Die Belichtungszeit (Shutterspeed) bei einem Video ist normalerweise immer 1/50. Wird dieser Wert verändert, entstehen meistens unerwünschte Bildfehler. Der Wohl bekannteste ist der Rolling-Shutter-Effekt (meistens bei CMOS-Bildsensoren). Dieser entsteht dadurch, dass die einzelnen Bildpunkte des Sensors nicht alle miteinander, sondern zeilenweise nacheinander ausgelesen werden. Auch wenn das extrem kurze Zeitunterschiede sind, so ist dieser bei schnellen Bewegungen gross genug, um Motiv-Verschiebungen darzustellen. Regelt die Automatik die Belichtungszeit, hat der Videofilmer keinen Einfluss mehr auf diese Bildfehler. Das Video zeigt, dass erst bei einer Belichtungszeit von 1/50 die Bewegungsunschärfe so gross ist, dass keine Bildfehler mehr entstehen. Diese Bewegungsunschärfe ist übrigens gewollt. Wird das einzelne Bild überscharf abgebildet, beginnt das Video bei schnellen Bewegungen zu ruckeln. Auch bei professionellen TV-Kameras ist die Belichtungszeit immer auf 1/50 eingestellt.

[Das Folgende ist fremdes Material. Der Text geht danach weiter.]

use chrono::{DateTime, NaiveDate, Utc};
use sqlx::{FromRow, PgPool, QueryBuilder, types::Json};
use uuid::Uuid;

use crate::error::{Result, StorageError};
use crate::models::{
    CoachFeedback, Goal, GoalCategory, GoalPriority, GoalProgress, GoalStatus, Sport, TargetMetric,
};

const GOAL_COLUMNS: &str = "goal_id, athlete_id, created_by, title, description, category, sport, \
     target_metric, start_date, target_date, status, priority, progress, editors, viewers, \
     feedback, completed_at, created_at, updated_at";

#[derive(Debug, FromRow)]
struct GoalRow {
    goal_id: Uuid,
    athlete_id: Uuid,
    created_by: Uuid,
    title: String,
    description: Option<String>,
    category: GoalCategory,
    sport: Sport,
    target_metric: Json<TargetMetric>,
    start_date: NaiveDate,
    target_date: NaiveDate,
    status: GoalStatus,
    priority: GoalPriority,
    progress: Json<GoalProgress>,
    editors: Vec<Uuid>,
    viewers: Vec<Uuid>,
    feedback: Json<Vec<CoachFeedback>>,
    completed_at: Option<DateTime<Utc>>,
    created_at: DateTime<Utc>,
    updated_at: DateTime<Utc>,
}

impl From<GoalRow> for Goal {
    fn from(row: GoalRow) -> Self {
        Self {
            goal_id: row.goal_id,
            athlete_id: row.athlete_id,
            created_by: row.created_by,
            title: row.title,
            description: row.description,
            category: row.category,
            sport: row.sport,
            target_metric: row.target_metric.0,
            start_date: row.start_date,
            target_date: row.target_date,
            status: row.status,
            priority: row.priority,
            progress: row.progress.0,
            editors: row.editors,
            viewers: row.viewers,
            feedback: row.feedback.0,
            completed_at: row.completed_at,
            created_at: row.created_at,
            updated_at: row.updated_at,
        }
    }
}

pub struct GoalRepository<'a> {
    pool: &'a PgPool,
}

impl<'a> GoalRepository<'a> {
    pub fn new(pool: &'a PgPool) -> Self {
        Self { pool }
    }

    /// Goals owned by an athlete, soonest deadline first
    pub async fn list_by_athlete(
        &self,
        athlete_id: Uuid,
        status: Option<GoalStatus>,
    ) -> Result<Vec<Goal>> {
        let mut query = QueryBuilder::new(format!(
            "SELECT {GOAL_COLUMNS} FROM goals WHERE athlete_id = "
        ));
        query.push_bind(athlete_id);

        if let Some(status) = status {
            query.push(" AND status = ");
            query.push_bind(status);
        }

        query.push(" ORDER BY target_date ASC, created_at ASC");

        let rows: Vec<GoalRow> = query.build_query_as().fetch_all(self.pool).await?;

        Ok(rows.into_iter().map(Goal::from).collect())
    }

    /// Find goal by ID
    pub async fn find_by_id(&self, goal_id: Uuid) -> Result<Goal> {
        let row = sqlx::query_as::<_, GoalRow>(&format!(
            "SELECT {GOAL_COLUMNS} FROM goals WHERE goal_id = $1"
        ))
        .bind(goal_id)
        .fetch_optional(self.pool)
        .await?
        .ok_or(StorageError::NotFound)?;

        Ok(row.into())
    }

    /// Insert a fully built goal
    pub async fn create(&self, goal: &Goal) -> Result<Goal> {
        let row = sqlx::query_as::<_, GoalRow>(&format!(
            r#"
            INSERT INTO goals (goal_id, athlete_id, created_by, title, description, category, sport,
                               target_metric, start_date, target_date, status, priority, progress,
                               editors, viewers, feedback, completed_at, created_at, updated_at)
            VALUES ($1, $2, $3, $4, $5, $6, $7, $8, $9, $10, $11, $12, $13, $14, $15, $16, $17, $18, $19)
            RETURNING {GOAL_COLUMNS}
            "#
        ))
        .bind(goal.goal_id)
        .bind(goal.athlete_id)
        .bind(goal.created_by)
        .bind(&goal.title)
        .bind(&goal.description)
        .bind(goal.category)
        .bind(goal.sport)
        .bind(Json(&goal.target_metric))
        .bind(goal.start_date)
        .bind(goal.target_date)
        .bind(goal.status)
        .bind(goal.priority)
        .bind(Json(&goal.progress))
        .bind(&goal.editors)
        .bind(&goal.viewers)
        .bind(Json(&goal.feedback))
        .bind(goal.completed_at)
        .bind(goal.created_at)
        .bind(goal.updated_at)
        .fetch_one(self.pool)
        .await
        .map_err(|e| StorageError::from(e).classify("goal"))?;

        Ok(row.into())
    }

    /// Persist every mutable field of a goal in one statement
    pub async fn save(&self, goal: &Goal) -> Result<Goal> {
        let row = sqlx::query_as::<_, GoalRow>(&format!(
            r#"
            UPDATE goals
            SET title = $2,
                description = $3,
                category = $4,
                target_metric = $5,
                target_date = $6,
                status = $7,
                priority = $8,
                progress = $9,
                editors = $10,
                viewers = $11,
                feedback = $12,
                completed_at = $13,
                updated_at = $14
            WHERE goal_id = $1
            RETURNING {GOAL_COLUMNS}
            "#
        ))
        .bind(goal.goal_id)
        .bind(&goal.title)
        .bind(&goal.description)
        .bind(goal.category)
        .bind(Json(&goal.target_metric))
        .bind(goal.target_date)
        .bind(goal.status)
        .bind(goal.priority)
        .bind(Json(&goal.progress))
        .bind(&goal.editors)
        .bind(&goal.viewers)
        .bind(Json(&goal.feedback))
        .bind(goal.completed_at)
        .bind(goal.updated_at)
        .fetch_optional(self.pool)
        .await
        .map_err(|e| StorageError::from(e).classify("goal"))?
        .ok_or(StorageError::NotFound)?;

        Ok(row.into())
    }

    /// Delete a goal by ID
    pub async fn delete(&self, goal_id: Uuid) -> Result<()> {
        let result = sqlx::query("DELETE FROM goals WHERE goal_id = $1")
            .bind(goal_id)
            .execute(self.pool)
            .await?;

        if result.rows_affected() == 0 {
            return Err(StorageError::NotFound);
        }

        Ok(())
    }

    /// Flip every active goal past its target date to overdue
    pub async fn mark_overdue(&self, today: NaiveDate) -> Result<u64> {
        let result = sqlx::query(
            r#"
            UPDATE goals
            SET status = 'overdue', updated_at = now()
            WHERE status = 'active' AND target_date < $1
            "#,
        )
        .bind(today)
        .execute(self.pool)
        .await?;

        Ok(result.rows_affected())
    }
}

Es gibt deshalb nur zwei sichere Einstellungsmöglichkeiten; der Halbautomatikmodus S oder die Kamera  manuell einstellen, also Modus M. Bei der halbautomatischen Einstellung S wird die Belichtungszeit durch den Benutzer eingestellt. Die Blende regelt die Automatik. Bei einigen Geräten funktioniert der S-Modus beim Filmen gar nicht oder nur mit manuellem Fokus. In diesem Fall sollte nur im M-Modus gefilmt werden.

Deshalb gilt für Videofilmer: S = Safe, A = Alarm.